This message can only come from an already-trusted party. Mozilla had an identical service to this except it was for files (Firefox Send) and that one I could trust.

3 comments

Thanks for the feedback. Appreciate it.

I believe you can earn the necessary trust by being transparent. For this kind of service two things are essential:

- Open source software: Let everyone review your code

- Encryption in the browser. Sensitive information should never leave the browser in plaintext.

I'm considering file transfer - but there are some challenges to meet :)

C.

I don’t think you can do anything to early my trust personally other than sticking some big brand name in your domain. Anything you say or put on your website still comes from some random server on the web.
I wonder if you could do the encryption entirely in the client so it was verifiably secure.

Front end JavaScript generates a symmetric encryption key that is never shared to the server. User enters message. Message is encrypted with the generated key. You create the scrt sending only the ciphertext to the server which doesn't have the key and so couldn't read the message. You click a button to copy both the link to the scrt and the encryption key. You then share both to your recipient.
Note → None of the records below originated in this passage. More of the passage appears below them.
//! Row model: what providers return and what the store persists.

use chrono::{DateTime, Utc};
use rust_decimal::Decimal;
use serde::de::DeserializeOwned;
use serde::{Deserialize, Serialize};

use crate::{DataType, IngestError};

/// One OHLCV bar (daily or intraday).
#[derive(Debug, Clone, PartialEq, Eq, Serialize, Deserialize)]
pub struct PriceBar {
    /// Ticker symbol.
    pub symbol: String,
    /// Bar open time (UTC).
    pub ts: DateTime<Utc>,
    /// Open price.
    pub open: Decimal,
    /// High price.
    pub high: Decimal,
    /// Low price.
    pub low: Decimal,
    /// Close price.
    pub close: Decimal,
    /// Split/dividend adjusted close, when the provider supplies it.
    pub adj_close: Option<Decimal>,
    /// Traded volume.
    pub volume: Option<u64>,
}

/// Snapshot of fundamental metrics for one reporting period.
#[derive(Debug, Clone, PartialEq, Eq, Serialize, Deserialize)]
pub struct FundamentalsSnapshot {
    /// Ticker symbol.
    pub symbol: String,
    /// When the snapshot was taken or the period ended.
    pub as_of: DateTime<Utc>,
    /// Reporting period label, e.g. "TTM" or "2025Q1".
    pub period: String,
    /// Market capitalization.
    pub market_cap: Option<Decimal>,
    /// Price to earnings ratio.
    pub pe_ratio: Option<Decimal>,
    /// Earnings per share.
    pub eps: Option<Decimal>,
    /// Revenue for the period.
    pub revenue: Option<Decimal>,
    /// Net profit margin.
    pub profit_margin: Option<Decimal>,
    /// Debt to equity ratio.
    pub debt_to_equity: Option<Decimal>,
    /// Trailing dividend yield.
    pub dividend_yield: Option<Decimal>,
}

/// A news article mentioning a symbol.
#[derive(Debug, Clone, PartialEq, Eq, Serialize, Deserialize)]
pub struct NewsArticle {
    /// Ticker symbol the article was fetched for.
    pub symbol: String,
    /// Publication time.
    pub published_at: DateTime<Utc>,
    /// Headline.
    pub title: String,
    /// Canonical URL; unique per article.
    pub url: String,
    /// Publisher name.
    pub publisher: Option<String>,
    /// Short summary.
    pub summary: Option<String>,
    /// Provider sentiment score in [-1, 1].
    pub sentiment: Option<Decimal>,
}

/// An earnings report or scheduled report with estimates.
#[derive(Debug, Clone, PartialEq, Eq, Serialize, Deserialize)]
pub struct EarningsEvent {
    /// Ticker symbol.
    pub symbol: String,
    /// Report date.
    pub report_date: DateTime<Utc>,
    /// Fiscal period label, e.g. "2025Q1".
    pub fiscal_period: String,
    /// Reported EPS.
    pub eps_actual: Option<Decimal>,
    /// Consensus EPS estimate.
    pub eps_estimate: Option<Decimal>,
    /// Reported revenue.
    pub revenue_actual: Option<Decimal>,
    /// Consensus revenue estimate.
    pub revenue_estimate: Option<Decimal>,
}

/// A peer relationship between two symbols in the same industry.
#[derive(Debug, Clone, PartialEq, Eq, Serialize, Deserialize)]
pub struct PeerLink {
    /// Ticker symbol.
    pub symbol: String,
    /// Peer ticker symbol.
    pub peer: String,
    /// When the relationship was observed.
    pub as_of: DateTime<Utc>,
    /// Shared industry, when known.
    pub industry: Option<String>,
}

/// One observation of a macro-economic series.
#[derive(Debug, Clone, PartialEq, Eq, Serialize, Deserialize)]
pub struct MacroObservation {
    /// Series identifier, e.g. "CPIAUCSL".
    pub series_id: String,
    /// Observation date.
    pub ts: DateTime<Utc>,
    /// Observed value.
    pub value: Decimal,
}

/// Identity of a persisted row. Upserts are keyed on it.
#[derive(Debug, Clone, PartialEq, Eq, Hash, PartialOrd, Ord, Serialize, Deserialize)]
pub struct NaturalKey {
    /// Ticker symbol or series id.
    pub symbol: String,
    /// Row timestamp.
    pub ts: DateTime<Utc>,
    /// Provider (or local computer) that produced the row.
    pub source: String,
    /// Distinguishes rows sharing (symbol, ts, source); empty when unused.
    pub discriminator: String,
}

/// A row in persistable form.
#[derive(Debug, Clone, PartialEq, Serialize, Deserialize)]
pub struct StoredRow {
    /// Data type, which also selects the table.
    pub data_type: DataType,
    /// Natural key within the table.
    pub key: NaturalKey,
    /// Row content.
    pub body: serde_json::Value,
}

impl StoredRow {
    /// Decode the body into a typed row.
    ///
    /// # Errors
    /// Returns `Storage` when the body does not match `T`.
    pub fn decode<T: DeserializeOwned>(&self) -> Result<T, IngestError> {
        serde_json::from_value(self.body.clone()).map_err(|e| {
            IngestError::Storage(format!(
                "{} row {}@{} does not decode: {e}",
                self.data_type, self.key.symbol, self.key.ts
            ))
        })
    }
}

/// Common accessors every typed row provides for keying.
pub trait Row: Serialize + DeserializeOwned {
    /// Symbol (or series id) the row belongs to.
    fn symbol(&self) -> &str;
    /// Row timestamp.
    fn ts(&self) -> DateTime<Utc>;
    /// Extra key component; empty by default.
    fn discriminator(&self) -> String {
        String::new()
    }

    /// Natural key of this row for the given source.
    fn natural_key(&self, source: &str) -> NaturalKey {
        NaturalKey {
            symbol: self.symbol().to_string(),
            ts: self.ts(),
            source: source.to_string(),
            discriminator: self.discriminator(),
        }
    }

    /// Persistable form of this row.
    ///
    /// # Errors
    /// Returns `Storage` if the row cannot be serialized.
    fn to_stored(&self, data_type: DataType, source: &str) -> Result<StoredRow, IngestError> {
        let body = serde_json::to_value(self)
            .map_err(|e| IngestError::Storage(format!("serialize {data_type} row: {e}")))?;
        Ok(StoredRow {
            data_type,
            key: self.natural_key(source),
            body,
        })
    }
}

impl Row for PriceBar {
    fn symbol(&self) -> &str {
        &self.symbol
    }
    fn ts(&self) -> DateTime<Utc> {
        self.ts
    }
}

impl Row for FundamentalsSnapshot {
    fn symbol(&self) -> &str {
        &self.symbol
    }
    fn ts(&self) -> DateTime<Utc> {
        self.as_of
    }
    fn discriminator(&self) -> String {
        self.period.clone()
    }
}

impl Row for NewsArticle {
    fn symbol(&self) -> &str {
        &self.symbol
    }
    fn ts(&self) -> DateTime<Utc> {
        self.published_at
    }
    fn discriminator(&self) -> String {
        self.url.clone()
    }
}

impl Row for EarningsEvent {
    fn symbol(&self) -> &str {
        &self.symbol
    }
    fn ts(&self) -> DateTime<Utc> {
        self.report_date
    }
    fn discriminator(&self) -> String {
        self.fiscal_period.clone()
    }
}

impl Row for PeerLink {
    fn symbol(&self) -> &str {
        &self.symbol
    }
    fn ts(&self) -> DateTime<Utc> {
        self.as_of
    }
    fn discriminator(&self) -> String {
        self.peer.clone()
    }
}

impl Row for MacroObservation {
    fn symbol(&self) -> &str {
        &self.series_id
    }
    fn ts(&self) -> DateTime<Utc> {
        self.ts
    }
}

/// Typed provider response.
#[derive(Debug, Clone, PartialEq, Eq, Serialize, Deserialize)]
pub enum Payload {
    /// Daily or intraday bars.
    Prices(Vec<PriceBar>),
    /// Fundamentals snapshots.
    Fundamentals(Vec<FundamentalsSnapshot>),
    /// News articles.
    News(Vec<NewsArticle>),
    /// Earnings events.
    Earnings(Vec<EarningsEvent>),
    /// Peer links.
    Peers(Vec<PeerLink>),
    /// Macro observations.
    Macro(Vec<MacroObservation>),
}

impl Payload {
    /// Number of rows.
    #[must_use]
    pub fn len(&self) -> usize {
        match self {
            Self::Prices(v) => v.len(),
            Self::Fundamentals(v) => v.len(),
            Self::News(v) => v.len(),
            Self::Earnings(v) => v.len(),
            Self::Peers(v) => v.len(),
            Self::Macro(v) => v.len(),
        }
    }

    /// Whether the payload has no rows.
    #[must_use]
    pub fn is_empty(&self) -> bool {
        self.len() == 0
    }

    /// Whether this payload shape is what `data_type` expects.
    #[must_use]
    pub const fn fits(&self, data_type: DataType) -> bool {
        matches!(
            (self, data_type),
            (
                Self::Prices(_),
                DataType::PriceHistorical | DataType::PriceIntraday
            ) | (Self::Fundamentals(_), DataType::Fundamentals)
                | (Self::News(_), DataType::News)
                | (Self::Earnings(_), DataType::Earnings)
                | (Self::Peers(_), DataType::IndustryPeers)
                | (Self::Macro(_), DataType::Macro)
        )
    }

    /// Empty payload of the shape `data_type` expects; `None` for locally computed types.
    #[must_use]
    pub const fn empty_for(data_type: DataType) -> Option<Self> {
        Some(match data_type {
            DataType::PriceHistorical | DataType::PriceIntraday => Self::Prices(Vec::new()),
            DataType::Fundamentals => Self::Fundamentals(Vec::new()),
            DataType::News => Self::News(Vec::new()),
            DataType::Earnings => Self::Earnings(Vec::new()),
            DataType::IndustryPeers => Self::Peers(Vec::new()),
            DataType::Macro => Self::Macro(Vec::new()),
            DataType::TechnicalIndicators => return None,
        })
    }

    /// Flatten into persistable rows tagged with `source`.
    ///
    /// # Errors
    /// Returns `InvalidArg` when the payload shape does not fit `data_type`,
    /// or `Storage` if a row cannot be serialized.
    pub fn to_rows(&self, data_type: DataType, source: &str) -> Result<Vec<StoredRow>, IngestError> {
        fn convert<R: Row>(
            rows: &[R],
            data_type: DataType,
            source: &str,
        ) -> Result<Vec<StoredRow>, IngestError> {
            rows.iter().map(|r| r.to_stored(data_type, source)).collect()
        }
        if !self.fits(data_type) {
            return Err(IngestError::InvalidArg(format!(
                "payload does not fit data type {data_type}"
            )));
        }
        match self {
            Self::Prices(v) => convert(v, data_type, source),
            Self::Fundamentals(v) => convert(v, data_type, source),
            Self::News(v) => convert(v, data_type, source),
            Self::Earnings(v) => convert(v, data_type, source),
            Self::Peers(v) => convert(v, data_type, source),
            Self::Macro(v) => convert(v, data_type, source),
        }
    }
}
The recipient visits the link and gets the ciphertext and then copies and pastes in the key to see the message.

If it's all done frontend like this then it should be demonstrably secure and only slightly more complicated for the users.

It is done entirely on the client. You can check the source code. Read more on scrt.link/security.
But if the key is added to the link itself then you could be storing the encrypted string and decrypting it after getting a request for a link that contained the key.

I'm not accusing you of that - just saying there is no way to prove that's not happening.

The part of the URL holding the encryption key is not sent to the server. https://stackoverflow.com/questions/14462218/is-the-url-frag...

Don't take my word for it :) You can check all code that runs in your browser and check all requests made within the network tab.

Okay, nice! I withdraw my comments.
If I wrote something like this, I'd try to be as transparent as I could be as to who I was, and how you could contact me. Hopefully that would create some small level of trust.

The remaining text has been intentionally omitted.